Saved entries
=== Begin Enclosure ===
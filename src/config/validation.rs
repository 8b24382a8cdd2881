use crate::cache::MAX_TTL;
use crate::config::types::{
    CacheConfig, Config, EngineConfig, JobsConfig, NotifyConfig, SchedulerConfig, SourceEntry, UserAgentConfig,
};
use crate::ConfigError;
use crate::crawler::IdentityRule;
use crate::scheduler::parse_daily_time;
use std::collections::HashSet;
use url::Url;

/// Validates the entire configuration
pub fn validate(config: &Config) -> Result<(), ConfigError> {
    validate_engine_config(&config.engine)?;
    validate_cache_config(&config.cache)?;
    validate_jobs_config(&config.jobs)?;
    validate_scheduler_config(&config.scheduler)?;
    validate_user_agent_config(&config.user_agent)?;
    validate_output_config(&config.output)?;
    validate_notify_config(&config.notify)?;
    validate_sources(&config.sources)?;
    Ok(())
}

/// Validates crawler engine configuration
fn validate_engine_config(config: &EngineConfig) -> Result<(), ConfigError> {
    if config.concurrency < 1 || config.concurrency > 256 {
        return Err(ConfigError::Validation(format!(
            "concurrency must be between 1 and 256, got {}",
            config.concurrency
        )));
    }

    if config.delay_min_ms > config.delay_max_ms {
        return Err(ConfigError::Validation(format!(
            "delay-min-ms ({}) must not exceed delay-max-ms ({})",
            config.delay_min_ms, config.delay_max_ms
        )));
    }

    if config.slow_delay_min_ms > config.slow_delay_max_ms {
        return Err(ConfigError::Validation(format!(
            "slow-delay-min-ms ({}) must not exceed slow-delay-max-ms ({})",
            config.slow_delay_min_ms, config.slow_delay_max_ms
        )));
    }

    if config.max_attempts < 1 {
        return Err(ConfigError::Validation(format!(
            "max-attempts must be >= 1, got {}",
            config.max_attempts
        )));
    }

    if config.backoff_base_ms == 0 {
        return Err(ConfigError::Validation(
            "backoff-base-ms must be greater than zero".to_string(),
        ));
    }

    if config.backoff_ceiling_ms < config.backoff_base_ms {
        return Err(ConfigError::Validation(format!(
            "backoff-ceiling-ms ({}) must be >= backoff-base-ms ({})",
            config.backoff_ceiling_ms, config.backoff_base_ms
        )));
    }

    if config.request_timeout_secs == 0 {
        return Err(ConfigError::Validation(
            "request-timeout-secs must be greater than zero".to_string(),
        ));
    }

    if let Some(proxy) = &config.proxy {
        Url::parse(proxy)
            .map_err(|e| ConfigError::InvalidUrl(format!("Invalid proxy '{}': {}", proxy, e)))?;
    }

    if config.accept_content_types.is_empty() {
        return Err(ConfigError::Validation(
            "accept-content-types cannot be empty".to_string(),
        ));
    }

    Ok(())
}

/// Validates cache lifetimes and sizing
fn validate_cache_config(config: &CacheConfig) -> Result<(), ConfigError> {
    let max_secs = MAX_TTL.as_secs();

    for (name, secs) in [
        ("fingerprint-ttl-secs", config.fingerprint_ttl_secs),
        ("response-ttl-secs", config.response_ttl_secs),
    ] {
        if secs > max_secs {
            return Err(ConfigError::Validation(format!(
                "{} must be at most {} seconds, got {}",
                name, max_secs, secs
            )));
        }
    }

    if config.sweep_interval_secs == Some(0) {
        return Err(ConfigError::Validation(
            "sweep-interval-secs must be >= 1 when set".to_string(),
        ));
    }

    Ok(())
}

/// Validates job lifecycle configuration
fn validate_jobs_config(config: &JobsConfig) -> Result<(), ConfigError> {
    if !(0.0..=100.0).contains(&config.error_rate_percent) {
        return Err(ConfigError::Validation(format!(
            "error-rate-percent must be between 0 and 100, got {}",
            config.error_rate_percent
        )));
    }

    if config.max_failed_items == Some(0) {
        return Err(ConfigError::Validation(
            "max-failed-items must be >= 1 when set".to_string(),
        ));
    }

    if config.heartbeat_secs == Some(0) {
        return Err(ConfigError::Validation(
            "heartbeat-secs must be >= 1 when set".to_string(),
        ));
    }

    Ok(())
}

/// Validates scheduler configuration
fn validate_scheduler_config(config: &SchedulerConfig) -> Result<(), ConfigError> {
    if config.default_kind.is_empty() {
        return Err(ConfigError::Validation(
            "default-kind cannot be empty".to_string(),
        ));
    }

    match (&config.daily_at, config.interval_secs) {
        (Some(_), Some(_)) => {
            return Err(ConfigError::Validation(
                "scheduler accepts either daily-at or interval-secs, not both".to_string(),
            ));
        }
        (None, None) if config.enabled => {
            return Err(ConfigError::Validation(
                "an enabled scheduler needs daily-at or interval-secs".to_string(),
            ));
        }
        (Some(at), None) => {
            parse_daily_time(at).ok_or_else(|| {
                ConfigError::Validation(format!("daily-at must be HH:MM, got '{}'", at))
            })?;
        }
        (None, Some(0)) => {
            return Err(ConfigError::Validation(
                "interval-secs must be greater than zero".to_string(),
            ));
        }
        _ => {}
    }

    if !(-12..=14).contains(&config.utc_offset_hours) {
        return Err(ConfigError::Validation(format!(
            "utc-offset-hours must be between -12 and 14, got {}",
            config.utc_offset_hours
        )));
    }

    if config.poll_interval_secs == 0 {
        return Err(ConfigError::Validation(
            "poll-interval-secs must be greater than zero".to_string(),
        ));
    }

    Ok(())
}

/// Validates user agent configuration
fn validate_user_agent_config(config: &UserAgentConfig) -> Result<(), ConfigError> {
    // Validate crawler name: non-empty, alphanumeric + hyphens only
    if config.crawler_name.is_empty() {
        return Err(ConfigError::Validation(
            "crawler-name cannot be empty".to_string(),
        ));
    }

    if !config
        .crawler_name
        .chars()
        .all(|c| c.is_alphanumeric() || c == '-')
    {
        return Err(ConfigError::Validation(format!(
            "crawler-name must contain only alphanumeric characters and hyphens, got '{}'",
            config.crawler_name
        )));
    }

    Url::parse(&config.contact_url)
        .map_err(|e| ConfigError::InvalidUrl(format!("Invalid contact-url: {}", e)))?;

    Ok(())
}

/// Validates output configuration
fn validate_output_config(config: &crate::config::types::OutputConfig) -> Result<(), ConfigError> {
    if config.database_path.is_empty() {
        return Err(ConfigError::Validation(
            "database-path cannot be empty".to_string(),
        ));
    }

    Ok(())
}

fn validate_notify_config(config: &NotifyConfig) -> Result<(), ConfigError> {
    if let Some(webhook) = &config.webhook_url {
        Url::parse(webhook)
            .map_err(|e| ConfigError::InvalidUrl(format!("Invalid webhook-url: {}", e)))?;
    }
    Ok(())
}

/// Validates work source entries
fn validate_sources(sources: &[SourceEntry]) -> Result<(), ConfigError> {
    let mut kinds = HashSet::new();

    for entry in sources {
        if entry.kind.is_empty() {
            return Err(ConfigError::Validation(
                "source kind cannot be empty".to_string(),
            ));
        }

        if !kinds.insert(entry.kind.as_str()) {
            return Err(ConfigError::Validation(format!(
                "source kind '{}' is defined more than once",
                entry.kind
            )));
        }

        if entry.urls.is_empty() && entry.listing_urls.is_empty() {
            return Err(ConfigError::Validation(format!(
                "source '{}' must have at least one url or listing-url",
                entry.kind
            )));
        }

        for raw in entry.urls.iter().chain(entry.listing_urls.iter()) {
            let url = Url::parse(raw).map_err(|e| {
                ConfigError::InvalidUrl(format!("Invalid source URL '{}': {}", raw, e))
            })?;

            if url.scheme() != "http" && url.scheme() != "https" {
                return Err(ConfigError::Validation(format!(
                    "Source URL '{}' must use HTTP or HTTPS",
                    raw
                )));
            }
        }

        if let IdentityRule::QueryParam(param) = &entry.identity {
            if param.is_empty() {
                return Err(ConfigError::Validation(format!(
                    "source '{}' has an empty query-param identity",
                    entry.kind
                )));
            }
        }
    }

    Ok(())
}
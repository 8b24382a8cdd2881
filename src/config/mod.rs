//! Configuration module for Harvest
//!
//! This module handles loading, parsing, and validating TOML configuration files.
//!
//! # Example
//!
//! ```no_run
//! use harvest_engine::config::load_config;
//! use std::path::Path;
//!
//! let config = load_config(Path::new("harvest.toml")).unwrap();
//! println!("Concurrency limit: {}", config.engine.concurrency);
//! ```

mod parser;
mod types;
mod validation;

pub use types::{
    CacheConfig, Config, EngineConfig, JobsConfig, NotifyConfig, OutputConfig, SchedulerConfig,
    SourceEntry, UserAgentConfig,
};

pub use parser::{compute_config_hash, load_config, load_config_with_hash, parse_config};
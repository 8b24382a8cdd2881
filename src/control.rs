//! Inbound job control
//!
//! The operations an outer surface (CLI, scheduler, an HTTP front end) uses to
//! drive jobs. `TaskManager` is the implementation.

use crate::crawler::ExecutionMode;
use crate::jobs::{Job, JobId, TaskError, TaskManager};

pub trait JobControl: Send + Sync {
    /// Starts a job of `kind`, in `mode` or the configured default
    fn start_job(&self, kind: &str, mode: Option<ExecutionMode>) -> Result<JobId, TaskError>;

    /// Requests cancellation; in-flight items get the grace period
    fn stop_job(&self, job_id: JobId) -> Result<(), TaskError>;

    fn job_status(&self, job_id: JobId) -> Result<Job, TaskError>;
}

impl JobControl for TaskManager {
    fn start_job(&self, kind: &str, mode: Option<ExecutionMode>) -> Result<JobId, TaskError> {
        self.enqueue(kind, mode)
    }

    fn stop_job(&self, job_id: JobId) -> Result<(), TaskError> {
        self.cancel(job_id)
    }

    fn job_status(&self, job_id: JobId) -> Result<Job, TaskError> {
        self.status(job_id)
    }
}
=== End Enclosure ===
What is being asked
Would you filter the records and copy each line that contains the word "JobId"?

Output of the task
use crate::jobs::{Job, JobId, TaskError, TaskManager};
    fn start_job(&self, kind: &str, mode: Option<ExecutionMode>) -> Result<JobId, TaskError>;
    fn stop_job(&self, job_id: JobId) -> Result<(), TaskError>;
    fn job_status(&self, job_id: JobId) -> Result<Job, TaskError>;
    fn start_job(&self, kind: &str, mode: Option<ExecutionMode>) -> Result<JobId, TaskError> {
    fn stop_job(&self, job_id: JobId) -> Result<(), TaskError> {
    fn job_status(&self, job_id: JobId) -> Result<Job, TaskError> {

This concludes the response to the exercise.